Saved entries
- Opening Delimiter -

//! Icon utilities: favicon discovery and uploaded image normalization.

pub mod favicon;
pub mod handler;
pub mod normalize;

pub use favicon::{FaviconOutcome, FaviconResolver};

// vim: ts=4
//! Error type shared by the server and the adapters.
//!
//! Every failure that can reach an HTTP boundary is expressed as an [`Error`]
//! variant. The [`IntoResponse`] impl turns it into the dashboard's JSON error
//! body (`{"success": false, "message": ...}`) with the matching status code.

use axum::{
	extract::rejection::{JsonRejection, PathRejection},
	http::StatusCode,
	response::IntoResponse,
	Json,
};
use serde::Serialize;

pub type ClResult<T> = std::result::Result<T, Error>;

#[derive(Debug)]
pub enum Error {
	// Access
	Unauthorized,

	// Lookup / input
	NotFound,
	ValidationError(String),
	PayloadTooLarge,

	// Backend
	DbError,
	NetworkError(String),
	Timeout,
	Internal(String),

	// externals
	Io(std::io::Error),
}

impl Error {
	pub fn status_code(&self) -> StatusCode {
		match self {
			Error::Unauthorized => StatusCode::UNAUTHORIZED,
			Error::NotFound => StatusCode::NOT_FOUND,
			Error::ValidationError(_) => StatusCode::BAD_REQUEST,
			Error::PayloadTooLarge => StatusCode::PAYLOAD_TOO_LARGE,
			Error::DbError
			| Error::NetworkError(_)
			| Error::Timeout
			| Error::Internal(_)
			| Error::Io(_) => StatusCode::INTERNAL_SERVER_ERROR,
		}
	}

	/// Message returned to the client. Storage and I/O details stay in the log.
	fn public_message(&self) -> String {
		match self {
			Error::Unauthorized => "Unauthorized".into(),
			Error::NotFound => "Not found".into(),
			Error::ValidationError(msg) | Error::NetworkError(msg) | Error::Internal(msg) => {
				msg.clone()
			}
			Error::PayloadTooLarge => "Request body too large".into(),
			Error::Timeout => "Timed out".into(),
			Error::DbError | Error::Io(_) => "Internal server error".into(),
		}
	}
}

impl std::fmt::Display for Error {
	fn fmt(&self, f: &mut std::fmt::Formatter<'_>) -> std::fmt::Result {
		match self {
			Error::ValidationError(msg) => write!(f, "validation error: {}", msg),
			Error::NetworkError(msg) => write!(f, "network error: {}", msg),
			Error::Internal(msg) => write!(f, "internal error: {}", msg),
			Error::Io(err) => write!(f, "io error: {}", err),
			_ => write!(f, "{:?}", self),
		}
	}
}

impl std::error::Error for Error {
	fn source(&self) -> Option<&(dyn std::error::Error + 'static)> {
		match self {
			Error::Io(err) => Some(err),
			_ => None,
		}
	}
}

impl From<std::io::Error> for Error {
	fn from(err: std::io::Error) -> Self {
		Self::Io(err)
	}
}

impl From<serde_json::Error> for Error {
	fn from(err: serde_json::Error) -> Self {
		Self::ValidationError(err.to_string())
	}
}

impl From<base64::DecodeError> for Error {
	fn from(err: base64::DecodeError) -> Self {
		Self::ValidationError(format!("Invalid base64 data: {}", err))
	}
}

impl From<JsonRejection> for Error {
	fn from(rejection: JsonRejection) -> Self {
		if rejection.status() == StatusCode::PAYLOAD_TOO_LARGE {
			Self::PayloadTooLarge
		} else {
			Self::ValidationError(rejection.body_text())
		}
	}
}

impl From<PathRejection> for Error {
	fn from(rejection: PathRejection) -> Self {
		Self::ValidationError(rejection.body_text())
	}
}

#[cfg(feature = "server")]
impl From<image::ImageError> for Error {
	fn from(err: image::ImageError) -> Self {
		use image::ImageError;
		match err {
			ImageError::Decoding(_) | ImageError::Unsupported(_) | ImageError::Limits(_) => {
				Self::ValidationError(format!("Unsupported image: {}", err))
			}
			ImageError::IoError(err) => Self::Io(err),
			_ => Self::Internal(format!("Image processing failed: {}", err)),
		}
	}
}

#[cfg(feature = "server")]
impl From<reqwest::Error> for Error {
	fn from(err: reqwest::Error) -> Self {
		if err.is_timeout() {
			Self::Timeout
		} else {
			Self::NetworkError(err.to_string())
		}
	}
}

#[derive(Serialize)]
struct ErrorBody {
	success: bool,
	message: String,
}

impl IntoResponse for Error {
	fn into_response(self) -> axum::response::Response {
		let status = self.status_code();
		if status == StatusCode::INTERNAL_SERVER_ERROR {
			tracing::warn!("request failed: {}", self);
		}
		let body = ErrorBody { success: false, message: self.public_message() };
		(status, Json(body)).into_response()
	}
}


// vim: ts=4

- Closing Delimiter -
- Opening Delimiter -

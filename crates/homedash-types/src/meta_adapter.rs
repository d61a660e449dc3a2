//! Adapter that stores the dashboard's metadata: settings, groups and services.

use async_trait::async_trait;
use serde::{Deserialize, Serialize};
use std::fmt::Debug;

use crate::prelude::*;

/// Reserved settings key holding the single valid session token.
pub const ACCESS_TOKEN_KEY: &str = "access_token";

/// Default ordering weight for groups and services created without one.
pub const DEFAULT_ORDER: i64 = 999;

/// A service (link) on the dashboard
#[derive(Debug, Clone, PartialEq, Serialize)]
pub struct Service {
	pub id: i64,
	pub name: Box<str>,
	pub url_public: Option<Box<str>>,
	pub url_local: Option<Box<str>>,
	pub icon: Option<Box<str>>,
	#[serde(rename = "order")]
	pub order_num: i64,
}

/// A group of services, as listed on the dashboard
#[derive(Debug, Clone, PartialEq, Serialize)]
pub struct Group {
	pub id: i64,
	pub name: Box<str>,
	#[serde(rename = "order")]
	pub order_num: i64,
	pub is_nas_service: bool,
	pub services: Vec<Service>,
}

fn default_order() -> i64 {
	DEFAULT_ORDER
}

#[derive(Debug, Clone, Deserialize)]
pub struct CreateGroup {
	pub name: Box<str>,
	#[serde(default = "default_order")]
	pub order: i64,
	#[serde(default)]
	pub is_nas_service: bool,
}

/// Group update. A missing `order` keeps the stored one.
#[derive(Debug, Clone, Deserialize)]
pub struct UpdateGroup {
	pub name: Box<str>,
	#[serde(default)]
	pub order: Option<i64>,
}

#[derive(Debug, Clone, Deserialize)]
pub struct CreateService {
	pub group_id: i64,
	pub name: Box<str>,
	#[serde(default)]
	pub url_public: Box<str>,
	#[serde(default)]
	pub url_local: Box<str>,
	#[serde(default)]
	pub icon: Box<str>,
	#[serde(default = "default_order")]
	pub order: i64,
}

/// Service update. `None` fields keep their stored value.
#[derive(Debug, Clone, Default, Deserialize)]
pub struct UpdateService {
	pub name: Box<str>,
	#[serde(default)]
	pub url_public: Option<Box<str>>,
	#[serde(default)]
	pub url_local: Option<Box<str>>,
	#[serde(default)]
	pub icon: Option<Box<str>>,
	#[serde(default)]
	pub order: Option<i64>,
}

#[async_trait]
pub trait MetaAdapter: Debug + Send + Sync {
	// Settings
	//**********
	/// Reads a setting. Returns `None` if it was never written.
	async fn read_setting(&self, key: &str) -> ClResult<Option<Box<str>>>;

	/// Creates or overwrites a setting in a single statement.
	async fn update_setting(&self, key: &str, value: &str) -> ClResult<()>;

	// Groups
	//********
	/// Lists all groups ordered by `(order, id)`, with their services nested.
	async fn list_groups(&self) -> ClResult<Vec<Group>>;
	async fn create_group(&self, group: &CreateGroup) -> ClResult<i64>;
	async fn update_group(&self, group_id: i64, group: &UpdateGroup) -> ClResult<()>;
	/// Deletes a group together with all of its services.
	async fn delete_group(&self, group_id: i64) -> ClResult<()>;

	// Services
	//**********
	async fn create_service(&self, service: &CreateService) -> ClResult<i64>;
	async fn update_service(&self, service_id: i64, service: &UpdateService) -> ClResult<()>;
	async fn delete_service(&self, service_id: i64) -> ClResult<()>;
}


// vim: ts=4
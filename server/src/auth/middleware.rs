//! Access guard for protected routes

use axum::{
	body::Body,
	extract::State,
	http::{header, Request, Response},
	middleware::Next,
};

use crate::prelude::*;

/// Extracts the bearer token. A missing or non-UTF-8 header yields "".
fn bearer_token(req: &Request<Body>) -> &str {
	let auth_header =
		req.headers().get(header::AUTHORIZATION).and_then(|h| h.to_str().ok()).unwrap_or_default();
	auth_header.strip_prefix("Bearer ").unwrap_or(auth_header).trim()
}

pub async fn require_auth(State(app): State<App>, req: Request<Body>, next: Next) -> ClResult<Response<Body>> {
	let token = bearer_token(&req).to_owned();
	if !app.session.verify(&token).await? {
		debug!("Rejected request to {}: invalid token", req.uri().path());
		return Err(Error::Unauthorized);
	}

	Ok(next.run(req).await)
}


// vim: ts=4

- Closing Delimiter -

Problem description - Which lines run from the one holding "uploaded image normalization." through the one holding "impl std::fmt::Display for" in the records above? Repeat them exactly, both included, and nothing more.

The completed task -
//! Icon utilities: favicon discovery and uploaded image normalization.

pub mod favicon;
pub mod handler;
pub mod normalize;

pub use favicon::{FaviconOutcome, FaviconResolver};

// vim: ts=4
//! Error type shared by the server and the adapters.
//!
//! Every failure that can reach an HTTP boundary is expressed as an [`Error`]
//! variant. The [`IntoResponse`] impl turns it into the dashboard's JSON error
//! body (`{"success": false, "message": ...}`) with the matching status code.

use axum::{
	extract::rejection::{JsonRejection, PathRejection},
	http::StatusCode,
	response::IntoResponse,
	Json,
};
use serde::Serialize;

pub type ClResult<T> = std::result::Result<T, Error>;

#[derive(Debug)]
pub enum Error {
	// Access
	Unauthorized,

	// Lookup / input
	NotFound,
	ValidationError(String),
	PayloadTooLarge,

	// Backend
	DbError,
	NetworkError(String),
	Timeout,
	Internal(String),

	// externals
	Io(std::io::Error),
}

impl Error {
	pub fn status_code(&self) -> StatusCode {
		match self {
			Error::Unauthorized => StatusCode::UNAUTHORIZED,
			Error::NotFound => StatusCode::NOT_FOUND,
			Error::ValidationError(_) => StatusCode::BAD_REQUEST,
			Error::PayloadTooLarge => StatusCode::PAYLOAD_TOO_LARGE,
			Error::DbError
			| Error::NetworkError(_)
			| Error::Timeout
			| Error::Internal(_)
			| Error::Io(_) => StatusCode::INTERNAL_SERVER_ERROR,
		}
	}

	/// Message returned to the client. Storage and I/O details stay in the log.
	fn public_message(&self) -> String {
		match self {
			Error::Unauthorized => "Unauthorized".into(),
			Error::NotFound => "Not found".into(),
			Error::ValidationError(msg) | Error::NetworkError(msg) | Error::Internal(msg) => {
				msg.clone()
			}
			Error::PayloadTooLarge => "Request body too large".into(),
			Error::Timeout => "Timed out".into(),
			Error::DbError | Error::Io(_) => "Internal server error".into(),
		}
	}
}

impl std::fmt::Display for Error {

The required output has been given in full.